PROBLEM TO WORK ON » Starting at the top of the entries below, set down each line exactly as written, and stop after the line containing "input field accepts.".

Saved data entries
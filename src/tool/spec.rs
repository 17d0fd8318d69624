// ABOUTME: Defines ToolSpec - the immutable identity (name, description) of a tool
// ABOUTME: plus its optional declared inputs, which drive the JSON Schema and validation.

use serde::{Deserialize, Serialize};

use crate::error::ToolError;

/// The JSON type an input field accepts.
#[derive(Debug, Clone, Copy, PartialEq, Eq, Serialize, Deserialize)]
#[serde(rename_all = "lowercase")]
pub enum FieldKind {
    String,
    Number,
    Boolean,
    Array,
    Object,
    Any,
}

impl FieldKind {
    /// JSON Schema `type` keyword for this kind, if it has one.
    pub fn schema_type(&self) -> Option<&'static str> {
        match self {
            FieldKind::String => Some("string"),
            FieldKind::Number => Some("number"),
            FieldKind::Boolean => Some("boolean"),
            FieldKind::Array => Some("array"),
            FieldKind::Object => Some("object"),
            FieldKind::Any => None,
        }
    }

    /// Whether a JSON value already has this kind.
    pub fn matches(&self, value: &serde_json::Value) -> bool {
        match self {
            FieldKind::String => value.is_string(),
            FieldKind::Number => value.is_number(),
            FieldKind::Boolean => value.is_boolean(),
            FieldKind::Array => value.is_array(),
            FieldKind::Object => value.is_object(),
            FieldKind::Any => true,
        }
    }
}

impl std::fmt::Display for FieldKind {
    fn fmt(&self, f: &mut std::fmt::Formatter<'_>) -> std::fmt::Result {
        f.write_str(self.schema_type().unwrap_or("any"))
    }
}

/// A declared input parameter of a tool.
#[derive(Debug, Clone, PartialEq, Serialize, Deserialize)]
pub struct InputField {
    /// Parameter name as it appears in the invocation context.
    pub name: String,

    /// Accepted JSON type.
    pub kind: FieldKind,

    /// Optional description shown to the LLM.
    #[serde(default, skip_serializing_if = "Option::is_none")]
    pub description: Option<String>,

    /// Whether the parameter must be present.
    #[serde(default)]
    pub required: bool,
}

impl InputField {
    /// Create an optional field of the given kind.
    pub fn new(name: impl Into<String>, kind: FieldKind) -> Self {
        Self {
            name: name.into(),
            kind,
            description: None,
            required: false,
        }
    }

    /// Mark the field as required.
    pub fn required(mut self) -> Self {
        self.required = true;
        self
    }

    /// Set the field description.
    pub fn description(mut self, description: impl Into<String>) -> Self {
        self.description = Some(description.into());
        self
    }
}

/// Identity of a tool as seen by an orchestrator.
///
/// Fields are private so a constructed spec cannot be mutated.
#[derive(Debug, Clone, PartialEq, Serialize)]
pub struct ToolSpec {
    name: String,
    description: String,
    inputs: Vec<InputField>,
}

impl ToolSpec {
    /// Create a spec with no declared inputs.
    ///
    /// Fails with `ToolError::InvalidSpec` if either string is empty or
    /// whitespace only.
    pub fn new(name: impl Into<String>, description: impl Into<String>) -> Result<Self, ToolError> {
        Self::with_inputs(name, description, Vec::new())
    }

    /// Create a spec with declared input fields.
    pub fn with_inputs(
        name: impl Into<String>,
        description: impl Into<String>,
        inputs: Vec<InputField>,
    ) -> Result<Self, ToolError> {
        let name = name.into();
        let description = description.into();

        if name.trim().is_empty() {
            return Err(ToolError::InvalidSpec("name must not be empty".into()));
        }
        if description.trim().is_empty() {
            return Err(ToolError::InvalidSpec(format!(
                "description of '{}' must not be empty",
                name
            )));
        }

        let mut seen = std::collections::HashSet::new();
        for field in &inputs {
            if field.name.trim().is_empty() {
                return Err(ToolError::InvalidSpec(format!(
                    "input field of '{}' has an empty name",
                    name
                )));
            }
            if !seen.insert(field.name.as_str()) {
                return Err(ToolError::InvalidSpec(format!(
                    "duplicate input field '{}' in '{}'",
                    field.name, name
                )));
            }
        }

        Ok(Self {
            name,
            description,
            inputs,
        })
    }

    /// The unique tool name.
    pub fn name(&self) -> &str {
        &self.name
    }

    /// The description used by the orchestrator for routing.
    pub fn description(&self) -> &str {
        &self.description
    }

    /// Declared input fields; empty when the tool takes a free-form query.
    pub fn inputs(&self) -> &[InputField] {
        &self.inputs
    }

    /// JSON Schema for the tool's parameters.
    ///
    /// Without declared inputs the tool accepts a single `query` string.
    pub fn schema(&self) -> serde_json::Value {
        if self.inputs.is_empty() {
            return serde_json::json!({
                "type": "object",
                "properties": {
                    "query": {
                        "type": "string",
                        "description": "The input to pass to the tool"
                    }
                },
                "required": ["query"]
            });
        }

        let mut properties = serde_json::Map::new();
        let mut required = Vec::new();
        for field in &self.inputs {
            let mut property = serde_json::Map::new();
            if let Some(ty) = field.kind.schema_type() {
                property.insert("type".into(), ty.into());
            }
            if let Some(desc) = &field.description {
                property.insert("description".into(), desc.clone().into());
            }
            properties.insert(field.name.clone(), property.into());
            if field.required {
                required.push(serde_json::Value::from(field.name.clone()));
            }
        }

        serde_json::json!({
            "type": "object",
            "properties": properties,
            "required": required
        })
    }
}
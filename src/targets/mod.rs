// ABOUTME: Built-in execution targets a ToolAdapter can delegate to.
// ABOUTME: Includes closures, subprocesses, HTTP endpoints, and sub-workflows.

mod command;
mod func;
mod http;
mod workflow;

pub use command::CommandTarget;
pub use func::{FnTarget, from_fn};
pub use http::HttpTarget;
pub use workflow::{WorkflowRef, WorkflowRunner, WorkflowTarget};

EXERCISE OUTPUT »
filename src/tool/spec.rs
repository 17d0fd8318d69624
// ABOUTME: Defines ToolSpec - the immutable identity (name, description) of a tool
// ABOUTME: plus its optional declared inputs, which drive the JSON Schema and validation.

use serde::{Deserialize, Serialize};

use crate::error::ToolError;

/// The JSON type an input field accepts.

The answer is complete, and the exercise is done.